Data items
***

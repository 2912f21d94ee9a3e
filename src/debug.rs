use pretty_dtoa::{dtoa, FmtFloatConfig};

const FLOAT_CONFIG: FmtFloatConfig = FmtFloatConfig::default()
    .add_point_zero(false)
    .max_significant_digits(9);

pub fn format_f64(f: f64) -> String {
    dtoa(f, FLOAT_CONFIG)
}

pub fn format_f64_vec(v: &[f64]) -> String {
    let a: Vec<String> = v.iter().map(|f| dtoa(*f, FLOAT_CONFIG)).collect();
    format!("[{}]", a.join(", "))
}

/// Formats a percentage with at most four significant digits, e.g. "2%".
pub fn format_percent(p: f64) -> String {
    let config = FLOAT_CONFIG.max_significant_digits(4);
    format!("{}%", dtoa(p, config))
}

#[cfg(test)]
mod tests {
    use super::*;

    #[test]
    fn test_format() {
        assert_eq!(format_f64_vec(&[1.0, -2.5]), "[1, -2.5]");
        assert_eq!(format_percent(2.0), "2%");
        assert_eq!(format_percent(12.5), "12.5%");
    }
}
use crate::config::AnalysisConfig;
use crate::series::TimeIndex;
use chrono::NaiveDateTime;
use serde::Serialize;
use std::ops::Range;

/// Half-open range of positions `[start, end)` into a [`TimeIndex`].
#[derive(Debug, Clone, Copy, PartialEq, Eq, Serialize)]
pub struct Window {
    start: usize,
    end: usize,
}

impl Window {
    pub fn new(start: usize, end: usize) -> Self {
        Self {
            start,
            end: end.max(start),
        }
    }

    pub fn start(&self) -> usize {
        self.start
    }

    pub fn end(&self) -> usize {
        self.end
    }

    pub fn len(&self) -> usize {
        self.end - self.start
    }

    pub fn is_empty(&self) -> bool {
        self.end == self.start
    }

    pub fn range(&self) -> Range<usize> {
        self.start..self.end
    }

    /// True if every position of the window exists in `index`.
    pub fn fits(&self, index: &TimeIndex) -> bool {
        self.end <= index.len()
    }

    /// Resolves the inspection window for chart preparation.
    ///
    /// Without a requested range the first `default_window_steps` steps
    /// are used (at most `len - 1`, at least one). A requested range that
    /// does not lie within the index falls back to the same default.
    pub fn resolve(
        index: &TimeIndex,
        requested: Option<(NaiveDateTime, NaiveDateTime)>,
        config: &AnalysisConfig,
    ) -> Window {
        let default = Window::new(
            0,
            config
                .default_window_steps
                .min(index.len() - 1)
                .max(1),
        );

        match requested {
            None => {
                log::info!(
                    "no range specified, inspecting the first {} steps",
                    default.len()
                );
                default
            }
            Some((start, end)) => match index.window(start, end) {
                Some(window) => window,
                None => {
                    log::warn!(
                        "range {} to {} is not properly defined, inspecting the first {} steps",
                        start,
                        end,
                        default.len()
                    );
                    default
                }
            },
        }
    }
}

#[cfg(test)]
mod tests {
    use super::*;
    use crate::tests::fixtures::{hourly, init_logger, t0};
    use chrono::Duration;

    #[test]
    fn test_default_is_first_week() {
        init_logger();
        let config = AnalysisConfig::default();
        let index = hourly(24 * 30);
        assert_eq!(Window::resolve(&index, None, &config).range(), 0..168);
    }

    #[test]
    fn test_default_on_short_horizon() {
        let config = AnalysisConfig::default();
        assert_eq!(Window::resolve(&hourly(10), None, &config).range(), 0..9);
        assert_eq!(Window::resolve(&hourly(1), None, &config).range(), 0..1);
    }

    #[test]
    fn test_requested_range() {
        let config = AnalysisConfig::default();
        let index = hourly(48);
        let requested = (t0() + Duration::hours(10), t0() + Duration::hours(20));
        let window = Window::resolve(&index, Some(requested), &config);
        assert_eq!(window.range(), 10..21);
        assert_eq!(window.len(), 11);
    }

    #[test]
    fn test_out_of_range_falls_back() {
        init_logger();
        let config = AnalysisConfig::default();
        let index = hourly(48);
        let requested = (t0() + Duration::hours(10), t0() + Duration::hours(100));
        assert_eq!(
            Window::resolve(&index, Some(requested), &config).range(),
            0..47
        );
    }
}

***

### TASK REQUIREMENTS:
Go through the data and retype all of it exactly.

### SOLUTION FOR THIS TASK:
repository 2912f21d94ee9a3e
filename src/debug.rs
use pretty_dtoa::{dtoa, FmtFloatConfig};

const FLOAT_CONFIG: FmtFloatConfig = FmtFloatConfig::default()
    .add_point_zero(false)
    .max_significant_digits(9);

pub fn format_f64(f: f64) -> String {
    dtoa(f, FLOAT_CONFIG)
}

pub fn format_f64_vec(v: &[f64]) -> String {
    let a: Vec<String> = v.iter().map(|f| dtoa(*f, FLOAT_CONFIG)).collect();
    format!("[{}]", a.join(", "))
}

/// Formats a percentage with at most four significant digits, e.g. "2%".
pub fn format_percent(p: f64) -> String {
    let config = FLOAT_CONFIG.max_significant_digits(4);
    format!("{}%", dtoa(p, config))
}

#[cfg(test)]
mod tests {
    use super::*;

    #[test]
    fn test_format() {
        assert_eq!(format_f64_vec(&[1.0, -2.5]), "[1, -2.5]");
        assert_eq!(format_percent(2.0), "2%");
        assert_eq!(format_percent(12.5), "12.5%");
    }
}
use crate::config::AnalysisConfig;
use crate::series::TimeIndex;
use chrono::NaiveDateTime;
use serde::Serialize;
use std::ops::Range;

/// Half-open range of positions `[start, end)` into a [`TimeIndex`].
#[derive(Debug, Clone, Copy, PartialEq, Eq, Serialize)]
pub struct Window {
    start: usize,
    end: usize,
}

impl Window {
    pub fn new(start: usize, end: usize) -> Self {
        Self {
            start,
            end: end.max(start),
        }
    }

    pub fn start(&self) -> usize {
        self.start
    }

    pub fn end(&self) -> usize {
        self.end
    }

    pub fn len(&self) -> usize {
        self.end - self.start
    }

    pub fn is_empty(&self) -> bool {
        self.end == self.start
    }

    pub fn range(&self) -> Range<usize> {
        self.start..self.end
    }

    /// True if every position of the window exists in `index`.
    pub fn fits(&self, index: &TimeIndex) -> bool {
        self.end <= index.len()
    }

    /// Resolves the inspection window for chart preparation.
    ///
    /// Without a requested range the first `default_window_steps` steps
    /// are used (at most `len - 1`, at least one). A requested range that
    /// does not lie within the index falls back to the same default.
    pub fn resolve(
        index: &TimeIndex,
        requested: Option<(NaiveDateTime, NaiveDateTime)>,
        config: &AnalysisConfig,
    ) -> Window {
        let default = Window::new(
            0,
            config
                .default_window_steps
                .min(index.len() - 1)
                .max(1),
        );

        match requested {
            None => {
                log::info!(
                    "no range specified, inspecting the first {} steps",
                    default.len()
                );
                default
            }
            Some((start, end)) => match index.window(start, end) {
                Some(window) => window,
                None => {
                    log::warn!(
                        "range {} to {} is not properly defined, inspecting the first {} steps",
                        start,
                        end,
                        default.len()
                    );
                    default
                }
            },
        }
    }
}

#[cfg(test)]
mod tests {
    use super::*;
    use crate::tests::fixtures::{hourly, init_logger, t0};
    use chrono::Duration;

    #[test]
    fn test_default_is_first_week() {
        init_logger();
        let config = AnalysisConfig::default();
        let index = hourly(24 * 30);
        assert_eq!(Window::resolve(&index, None, &config).range(), 0..168);
    }

    #[test]
    fn test_default_on_short_horizon() {
        let config = AnalysisConfig::default();
        assert_eq!(Window::resolve(&hourly(10), None, &config).range(), 0..9);
        assert_eq!(Window::resolve(&hourly(1), None, &config).range(), 0..1);
    }

    #[test]
    fn test_requested_range() {
        let config = AnalysisConfig::default();
        let index = hourly(48);
        let requested = (t0() + Duration::hours(10), t0() + Duration::hours(20));
        let window = Window::resolve(&index, Some(requested), &config);
        assert_eq!(window.range(), 10..21);
        assert_eq!(window.len(), 11);
    }

    #[test]
    fn test_out_of_range_falls_back() {
        init_logger();
        let config = AnalysisConfig::default();
        let index = hourly(48);
        let requested = (t0() + Duration::hours(10), t0() + Duration::hours(100));
        assert_eq!(
            Window::resolve(&index, Some(requested), &config).range(),
            0..47
        );
    }
}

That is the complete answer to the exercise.